STOCKWATCH.ID (WASHINGTON) – Nilai tukar dolar Amerika Serikat (AS) tergelincir pada penutupan perdagangan Kamis (15/5/2025) waktu setempat atau Jumat pagi (16/5/2025) WIB. Pelemahan ini terjadi setelah munculnya sejumlah data ekonomi yang menunjukkan perlambatan belanja konsumen di tengah ketidakpastian prospek ekonomi AS.
Mengutip CNBC International, Departemen Perdagangan AS mencatat, penjualan ritel hanya naik 0,1% pada April. Padahal, pada Maret sebelumnya, angka ini direvisi naik menjadi 1,7%. Kenaikan di bulan Maret sebagian besar didorong oleh percepatan pembelian, seperti mobil, sebelum pengumuman tarif Presiden Donald Trump pada 2 April lalu.
Indeks dolar AS, yang mengukur kekuatan dolar terhadap sekeranjang mata uang utama, turun 0,11% ke level 100,89. Sempat menyentuh penurunan harian sebesar 0,43%. Euro ikut menguat tipis 0,02% ke US$1,1176.
Dalam laporan terpisah, Departemen Tenaga Kerja AS juga mengungkapkan bahwa indeks harga produsen (PPI) turun 0,5% pada April. Padahal pada Maret, data ini sempat direvisi menjadi stabil. Penurunan kali ini dipengaruhi oleh melemahnya permintaan untuk perjalanan udara dan akomodasi hotel.
Kebijakan perdagangan yang proteksionis dan pengetatan imigrasi yang diterapkan oleh Presiden Trump disebut-sebut menjadi salah satu penyebab turunnya aktivitas wisata di AS.
Meski begitu, klaim tunjangan pengangguran mingguan masih stabil di angka 229.000. Ini sesuai dengan ekspektasi pasar, meskipun jumlah lowongan kerja terlihat semakin terbatas.

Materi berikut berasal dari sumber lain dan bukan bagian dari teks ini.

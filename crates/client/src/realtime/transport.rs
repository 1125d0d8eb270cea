//! Transport abstraction
//!
//! A transport turns an endpoint into a [`Link`]: a pair of frame channels.
//! The inbound channel closing is how a link reports that it dropped.

use async_trait::async_trait;
use tokio::sync::mpsc;
use url::Url;
use uuid::Uuid;

use super::events::WireFrame;
use crate::error::TransportError;

/// Available transports, in the order they are normally preferred
#[derive(Debug, Clone, Copy, PartialEq, Eq, Hash)]
pub enum TransportKind {
    /// Low-latency bidirectional socket
    WebSocket,
    /// HTTP long polling fallback
    Polling,
}

impl std::fmt::Display for TransportKind {
    fn fmt(&self, f: &mut std::fmt::Formatter<'_>) -> std::fmt::Result {
        match self {
            Self::WebSocket => write!(f, "websocket"),
            Self::Polling => write!(f, "polling"),
        }
    }
}

impl std::str::FromStr for TransportKind {
    type Err = String;

    fn from_str(s: &str) -> Result<Self, Self::Err> {
        match s.trim().to_lowercase().as_str() {
            "websocket" | "ws" => Ok(Self::WebSocket),
            "polling" | "long-polling" => Ok(Self::Polling),
            _ => Err(format!("Invalid transport: {}", s)),
        }
    }
}

/// An open bidirectional link to the realtime server
#[derive(Debug)]
pub struct Link {
    /// Unique id for this link, used in logs
    pub id: Uuid,
    pub kind: TransportKind,
    pub outbound: mpsc::UnboundedSender<WireFrame>,
    pub inbound: mpsc::UnboundedReceiver<WireFrame>,
}

/// The far side of a [`Link`], held by the transport's I/O tasks
#[derive(Debug)]
pub struct LinkPeer {
    /// Frames delivered to the client
    pub to_client: mpsc::UnboundedSender<WireFrame>,
    /// Frames the client emitted
    pub from_client: mpsc::UnboundedReceiver<WireFrame>,
}

impl Link {
    /// Create a connected link/peer pair
    pub fn pair(kind: TransportKind) -> (Link, LinkPeer) {
        let (out_tx, out_rx) = mpsc::unbounded_channel();
        let (in_tx, in_rx) = mpsc::unbounded_channel();
        let link = Link {
            id: Uuid::new_v4(),
            kind,
            outbound: out_tx,
            inbound: in_rx,
        };
        let peer = LinkPeer {
            to_client: in_tx,
            from_client: out_rx,
        };
        (link, peer)
    }
}

/// Opens links to the realtime endpoint
#[async_trait]
pub trait Transport: Send + Sync {
    fn kind(&self) -> TransportKind;

    /// Perform the handshake and return a live link.
    ///
    /// Callers bound this with the handshake timeout; implementations do not
    /// need their own.
    async fn open(&self, endpoint: &Url, token: Option<&str>) -> Result<Link, TransportError>;
}

#[cfg(test)]
#[allow(clippy::unwrap_used)]
mod tests {
    use super::*;
    use serde_json::json;

    #[test]
    fn test_transport_kind_parsing() {
        assert_eq!("websocket".parse::<TransportKind>().unwrap(), TransportKind::WebSocket);
        assert_eq!(" Polling ".parse::<TransportKind>().unwrap(), TransportKind::Polling);
        assert!("carrier-pigeon".parse::<TransportKind>().is_err());
    }

    #[tokio::test]
    async fn test_link_pair_carries_frames_both_ways() {
        let (mut link, mut peer) = Link::pair(TransportKind::Polling);

        link.outbound
            .send(WireFrame::new("join-admin", json!(null)))
            .unwrap();
        assert_eq!(peer.from_client.recv().await.unwrap().event, "join-admin");

        peer.to_client
            .send(WireFrame::new("newOrder", json!({})))
            .unwrap();
        assert_eq!(link.inbound.recv().await.unwrap().event, "newOrder");

        // Dropping the peer is observed as a closed inbound channel
        drop(peer);
        assert!(link.inbound.recv().await.is_none());
    }
}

“Saya curiga ini bukan hanya soal tarif. Saya rasa ada kelemahan mendasar pada konsumen AS,” kata Thierry Wizman, pakar strategi valuta asing dan suku bunga global di Macquarie, New York.
“Memang ada pengaruh dari tarif, tapi yang utama adalah lemahnya daya beli konsumen AS. Kuartal II tahun ini kemungkinan akan lemah dalam hal pertumbuhan ekonomi karena diawali dengan sentimen yang buruk dan ketidakpastian kebijakan. Masalah ini belum sepenuhnya selesai, meski sudah ada kesepakatan dengan China akhir pekan lalu,” tambahnya.
Dolar sempat melonjak lebih dari 1% pada awal pekan ini. Lonjakan tersebut terjadi setelah AS dan China sepakat untuk menunda penerapan sebagian besar tarif selama 90 hari, mengurangi kekhawatiran terhadap resesi global.
Namun kini, pasar mulai menurunkan ekspektasi soal pemangkasan suku bunga dari bank sentral AS. Menurut data LSEG, peluang pemangkasan suku bunga sebesar 25 basis poin oleh The Fed pada pertemuan September berada di angka 75,4%. Sebelumnya, pasar memperkirakan pemangkasan bisa terjadi lebih cepat, yakni pada Juli.
Komentar dari sejumlah pejabat The Fed juga menunjukkan bahwa mereka masih menunggu lebih banyak data sebelum mengambil keputusan terkait kebijakan moneter.
Ketua The Fed Jerome Powell dalam pernyataannya Kamis tidak menyinggung arah kebijakan suku bunga. Ia hanya menyampaikan bahwa pihaknya merasa perlu meninjau ulang pendekatan terhadap inflasi dan pekerjaan setelah pengalaman inflasi dalam beberapa tahun terakhir.
Sementara itu, Gubernur Federal Reserve Michael Barr mengatakan ekonomi AS masih berada di jalur yang kuat. Ia menambahkan bahwa inflasi perlahan mulai mendekati target 2%, meskipun kebijakan perdagangan yang agresif masih menciptakan ketidakpastian terhadap prospek ekonomi.
Terhadap yen Jepang, dolar turun 0,73% menjadi 145,68. Sedangkan terhadap poundsterling, dolar juga melemah 0,23% menjadi US$1,329, menyusul pertumbuhan ekonomi Inggris yang lebih baik dari perkiraan di awal 2025.
Seiring meredanya ketegangan dagang, sejumlah broker besar seperti Goldman Sachs, JPMorgan, dan Barclays mulai memangkas proyeksi resesi AS serta memperhalus pandangan mereka terkait pelonggaran kebijakan The Fed tahun ini.